The use of IP addresses in forensics depends on the level of location accuracy. The accuracy at the country level was elaborated by Gharaibeh et al. (2017). The work focused on the location of IP addresses that belonged to routers. Commercial and free geolocation databases were used. The free geolocation databases were IP2Location DB11 LITE and MaxMind GeoLite2. The commercial databases were MaxMind GeoIP2 and Digital Envoy NetAcuity. The ground-truth dataset consisted of around 17,000 IP addresses. This dataset was created using two methods. The first was based on decoding the locations from the router hostnames, which include hints of their physical location (e.g., city names and their abbreviated forms). The second method was based on the RIPE Atlas. The Atlas provides periodic traceroute measurements from Atlas devices to a set of targets, including DNS root servers. The IP addresses of the routers on the paths were collected. Latency values between routers and Atlas devices lower than 0.5 ms were used to locate routers that were within a 50 km distance from Atlas devices. The known location of the Atlas devices was assigned to the router IP addresses. The result was given in the form of country-level accuracy for 20 countries. There were large differences in accuracy between the countries. For the US and Russia, all databases had a country-level accuracy better than 94%. For Germany and Great Britain, the accuracy was around 60%, except the NetAcuity database, which showed an accuracy of around 80%. The accuracy in Italy was around 90% for all databases. The NetAcuity database provided the best overall accuracy, in some countries twice the accuracy of other databases, such as in France and Canada. There were also differences between the databases in the geographical regions defined by IANA. For example, the addresses associated with RIPE NCC (Europe, Middle East and Central Asia) and ARIN (US, Canada, and other countries) were located in the correct country by the IP2Location LITE database with around 77% accuracy. The MaxMind GeoLite2 database located the IP addresses of RIPE NCC and ARIN in the correct country with around 70.5% and 78.9% accuracy, respectively. The collected ground truth is publicly provided.
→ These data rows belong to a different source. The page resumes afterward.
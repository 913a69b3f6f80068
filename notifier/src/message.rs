use aws_lambda_events::event::s3::S3EventRecord;
use tera::{Context, Tera};

use crate::NotifyError;

pub const SUBJECT: &str = "File Uploaded to S3 bucket";

/// One uploaded object, as reported by an S3 event record.
#[derive(Debug, Clone, PartialEq, Eq)]
pub struct UploadNotice {
    pub bucket: String,
    pub key: String,
}

impl UploadNotice {
    pub fn from_record(record: &S3EventRecord) -> Result<UploadNotice, NotifyError> {
        let bucket = record
            .s3
            .bucket
            .name
            .clone()
            .ok_or(NotifyError::MissingField("bucket name"))?;
        let key = record
            .s3
            .object
            .key
            .as_deref()
            .ok_or(NotifyError::MissingField("object key"))?;

        Ok(UploadNotice {
            bucket,
            key: decode_key(key),
        })
    }
}

// Keys arrive form-encoded: `+` for space, `%XX` for everything else.
fn decode_key(raw: &str) -> String {
    let spaced = raw.replace('+', " ");
    match urlencoding::decode(&spaced) {
        Ok(key) => key.into_owned(),
        Err(_) => spaced,
    }
}

#[derive(Debug, Clone, PartialEq, Eq)]
pub struct EmailMessage {
    pub subject: String,
    pub html_body: String,
    pub text_body: String,
}

/// Renders upload notices with the embedded `upload.html` and `upload.txt`
/// templates. HTML output is autoescaped, plain text is not.
pub struct EmailRenderer {
    engine: Tera,
}

impl EmailRenderer {
    pub fn new() -> Result<EmailRenderer, NotifyError> {
        let mut engine = Tera::default();
        engine
            .add_raw_templates(vec![
                ("upload.html", include_str!("../templates/upload.html")),
                ("upload.txt", include_str!("../templates/upload.txt")),
            ])
            .map_err(|e| NotifyError::Template(e.to_string()))?;

        Ok(EmailRenderer { engine })
    }

    pub fn render(&self, notice: &UploadNotice) -> Result<EmailMessage, NotifyError> {
        let mut context = Context::new();
        context.insert("bucket", &notice.bucket);
        context.insert("key", &notice.key);

        let html_body = self
            .engine
            .render("upload.html", &context)
            .map_err(|e| NotifyError::Template(e.to_string()))?;
        let text_body = self
            .engine
            .render("upload.txt", &context)
            .map_err(|e| NotifyError::Template(e.to_string()))?;

        Ok(EmailMessage {
            subject: SUBJECT.to_owned(),
            html_body,
            text_body,
        })
    }
}
mod cross_entropy;
mod loss_fn;

pub use cross_entropy::CrossEntropy;
pub use loss_fn::LossFn;
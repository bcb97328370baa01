use std::{fs, num::NonZeroUsize, path::Path};

use serde::Deserialize;
use serde_json::Value;

use super::{DatasetConfig, TrainingConfig, parse::leading_int};
use crate::Result;

/// Everything needed to run a playground session.
#[derive(Debug, Clone, Default, PartialEq)]
pub struct SessionConfig {
    pub dataset: DatasetConfig,
    pub training: TrainingConfig,
    /// Seeds the random source, a session without one draws from the OS.
    pub seed: Option<u64>,
}

/// The file layout, every field is optional and may be a string or a number.
#[derive(Debug, Default, Deserialize)]
#[serde(default)]
struct RawSessionConfig {
    dataset: Value,
    points: Value,
    noise: Value,
    gap: Value,
    epochs: Value,
    learning_rate: Value,
    hidden_layers: Value,
    yield_every: Value,
    boundary_resolution: Value,
    seed: Value,
}

impl SessionConfig {
    /// Reads a `SessionConfig` from a JSON file.
    ///
    /// # Errors
    /// If the file can't be read, isn't a JSON object or names an unknown dataset.
    pub fn from_json_file<P: AsRef<Path>>(path: P) -> Result<Self> {
        let content = fs::read_to_string(path)?;
        Self::from_json_str(&content)
    }

    /// Reads a `SessionConfig` from JSON text, missing or unreadable values take their defaults.
    pub fn from_json_str(s: &str) -> Result<Self> {
        let raw: RawSessionConfig = serde_json::from_str(s)?;

        let kind = match &raw.dataset {
            Value::Null => DatasetConfig::default().kind.name().to_string(),
            v => text(v),
        };

        let dataset = DatasetConfig::from_raw(
            &kind,
            &text(&raw.points),
            &text(&raw.noise),
            &text(&raw.gap),
        )?;

        let mut training = TrainingConfig::from_raw(
            &text(&raw.epochs),
            &text(&raw.learning_rate),
            &text(&raw.hidden_layers),
        );

        if let Some(n) = positive(&raw.yield_every) {
            training = training.with_yield_every(n);
        }
        if let Some(n) = positive(&raw.boundary_resolution) {
            training = training.with_boundary_resolution(n);
        }

        let seed = match &raw.seed {
            Value::Number(n) => n.as_u64(),
            v => text(v).trim().parse().ok(),
        };

        Ok(Self {
            dataset,
            training,
            seed,
        })
    }
}

/// Renders a JSON value the way a user would have typed it, arrays are joined with commas.
fn text(v: &Value) -> String {
    match v {
        Value::Null => String::new(),
        Value::String(s) => s.clone(),
        Value::Array(items) => items.iter().map(text).collect::<Vec<_>>().join(","),
        v => v.to_string(),
    }
}

fn positive(v: &Value) -> Option<NonZeroUsize> {
    leading_int(&text(v))
        .and_then(|n| usize::try_from(n).ok())
        .and_then(NonZeroUsize::new)
}
use std::{
    error::Error,
    fmt::{self, Display},
};

use ndarray::ShapeError;

use crate::initialization::RandErr;

/// The result type used in the entire machine learning module.
pub type Result<T> = std::result::Result<T, MlErr>;

/// The machine learning module's error type.
#[derive(Debug)]
pub enum MlErr {
    SizeMismatch {
        what: &'static str,
        got: usize,
        expected: usize,
    },
    Shape(ShapeError),
    Init(RandErr),
    EmptyModel,
    UnknownDataset(String),
    Diverged {
        epoch: usize,
    },
}

impl Display for MlErr {
    fn fmt(&self, f: &mut fmt::Formatter<'_>) -> fmt::Result {
        let s = match self {
            MlErr::SizeMismatch {
                what,
                got,
                expected,
            } => format!("There's a size mismatch in {what}, got {got} and expected {expected}"),
            MlErr::Shape(e) => format!("Failed to shape the parameters: {e}"),
            MlErr::Init(e) => format!("Failed to initialize the parameters: {e}"),
            MlErr::EmptyModel => "A model needs at least one layer".to_string(),
            MlErr::UnknownDataset(kind) => format!(
                "Unknown dataset kind '{kind}', expected one of quadrant, moon or diagonal"
            ),
            MlErr::Diverged { epoch } => {
                format!("Training diverged at epoch {epoch}, the parameters are no longer finite")
            }
        };

        write!(f, "{s}")
    }
}

impl Error for MlErr {
    fn source(&self) -> Option<&(dyn Error + 'static)> {
        match self {
            MlErr::Shape(e) => Some(e),
            MlErr::Init(e) => Some(e),
            _ => None,
        }
    }
}

impl From<ShapeError> for MlErr {
    fn from(value: ShapeError) -> Self {
        Self::Shape(value)
    }
}

impl From<RandErr> for MlErr {
    fn from(value: RandErr) -> Self {
        Self::Init(value)
    }
}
The country-level geolocation accuracy of cellular IP addresses was analyzed by Callejo et al. (2022). The IP addresses located belonged to smartphones and tablets, which could also be connected via WiFi with broadband access. Each device had an application installed with a particular SDK (Software Development Kit). The applications provided various free services, such as weather forecasts and news. The applications sent the location of the device (obtained via GPS) and its IP address to the SDK provider, provided that permission was granted. IP addresses and their locations were collected for one month. On average, 22 million locations were collected in Spain, France, and Great Britain. Two IP geolocation databases were used; however, their names were not given. The name of the SDK provider that collects the locations was also not given. The authors justified the anonymity of the databases not to compare them, but to evaluate the use of IP geolocation in online advertising. The results showed that the country-level accuracy of the two databases was 100% when rounded. The accuracy decreased with the region and city levels. Large differences were observed between the countries. The accuracy at smaller levels was shown to be strongly correlated with the density of the population. In Spain, the accuracy was approximately 75% in urban and 50% in rural areas, defined as autonomous communities. In France, the values were approximately 80 and 65% in urban and rural areas (respectively), defined as regions. In Great Britain, the accuracy was approximately 70 and 50% in urban and rural areas (respectively), defined as counties. The ground truth is not publicly accessible.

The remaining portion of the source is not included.